Ce handicap explique le rôle excessif de la police politique, visant à réduire, par tous les moyens répressifs (légaux et illégaux), la marge de manœuvre des différents groupes politiques en présence. Et d’anticiper les conflits, les crises éventuelles, les secousses dans la société. C’est ce qui laisse à conclure, et à tromper, une large opinion dont des intellectuels que ce système a "réussi" à dompter la société, à dépasser ses propres conflits, à maitriser ses équilibres internes et à stabiliser, essentiellement par la rente, la société. Une autre approche critique, dans les couches moyennes et les profondeurs des couches populaires, se veut moralisante, loin du discours et de l’approche rationnelle. Au-delà des divisions des uns et des autres, la majorité des Algériens, bien que mettant la stabilité du pays au premier rang de leurs préoccupations et sans diminuer du mouvement protestataire, sur les conditions sociales et économiques, est consciente de la nécessité d’un changement radical.
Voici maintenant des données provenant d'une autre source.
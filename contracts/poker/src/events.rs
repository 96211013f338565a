use soroban_sdk::{contractevent, Address, Bytes, Vec};

use crate::types::{HandPhase, PlayerAction};

#[contractevent]
pub struct TableInitialized {
    #[topic]
    pub table_id: u32,
    pub buy_in_amount: i128,
    pub max_players: u32,
    pub big_blind: i128,
    pub token: Address,
}

#[contractevent]
pub struct ChipsBoughtIn {
    #[topic]
    pub table_id: u32,
    #[topic]
    pub player: Address,
    pub amount: i128,
    pub balance: i128,
}

#[contractevent]
pub struct ChipsWithdrawn {
    #[topic]
    pub table_id: u32,
    #[topic]
    pub player: Address,
    pub amount: i128,
    pub balance: i128,
}

#[contractevent]
pub struct SeatReleased {
    #[topic]
    pub table_id: u32,
    #[topic]
    pub player: Address,
}

/// One per dealt player. Ciphertexts open only with the owner's credential.
#[contractevent]
pub struct PlayerCardsDealt {
    #[topic]
    pub table_id: u32,
    #[topic]
    pub player: Address,
    pub hand_number: u32,
    pub card1_encrypted: Bytes,
    pub card2_encrypted: Bytes,
}

/// Plaintext hole cards. Only compiled with the `debug-events` feature.
#[cfg(feature = "debug-events")]
#[contractevent]
pub struct DebugPlayerCards {
    #[topic]
    pub table_id: u32,
    #[topic]
    pub player: Address,
    pub hand_number: u32,
    pub card1: u32,
    pub card2: u32,
}

#[contractevent]
pub struct ActionPlayed {
    #[topic]
    pub table_id: u32,
    #[topic]
    pub player: Address,
    pub hand_number: u32,
    pub action: PlayerAction,
    pub chips_bet: i128,
    pub pot: i128,
}

#[contractevent]
pub struct StreetClosed {
    #[topic]
    pub table_id: u32,
    pub hand_number: u32,
    pub next_phase: HandPhase,
}

#[contractevent]
pub struct CommunityCardsDealt {
    #[topic]
    pub table_id: u32,
    pub hand_number: u32,
    pub cards: Vec<u32>,
}

#[contractevent]
pub struct TurnTimedOut {
    #[topic]
    pub table_id: u32,
    #[topic]
    pub player: Address,
    pub hand_number: u32,
}

#[contractevent]
pub struct HandSettled {
    #[topic]
    pub table_id: u32,
    pub hand_number: u32,
    pub winners: Vec<Address>,
    pub share: i128,
    pub pot: i128,
}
Après l’ouverture d’octobre 1988 et la constitution de 1989, comme le notait un communiqué du cercle de Nedjma (janvier 2014) : "La gestion autoritaire de la société par le moyen de la police politique a été érigée en système. La répression, l’infiltration et la manipulation des associations, des syndicats et des partis autonomes les empêchent de jouer les rôles indispensables de représentation des forces sociales et d’intermédiation. Tout contribue à anémier la société civile, à défaire le moindre signe de lien social, à casser son dynamisme et à décrédibiliser l’idée de démocratie. Tout cela n’a fait que mener au délitement des institutions existantes". Ainsi, toutes les données, sociales (un taux élevé de protestations, d’émeutes), institutionnelles (problème de crédibilité), ainsi que les résultats des différentes élections, (taux de rejet significatif, essentiellement de la jeunesse), expriment un rétrécissement de la base sociale du pouvoir et sa non représentativité d’où donc un sérieux problème de légitimité des institutions et de ceux qui dirigent le pays.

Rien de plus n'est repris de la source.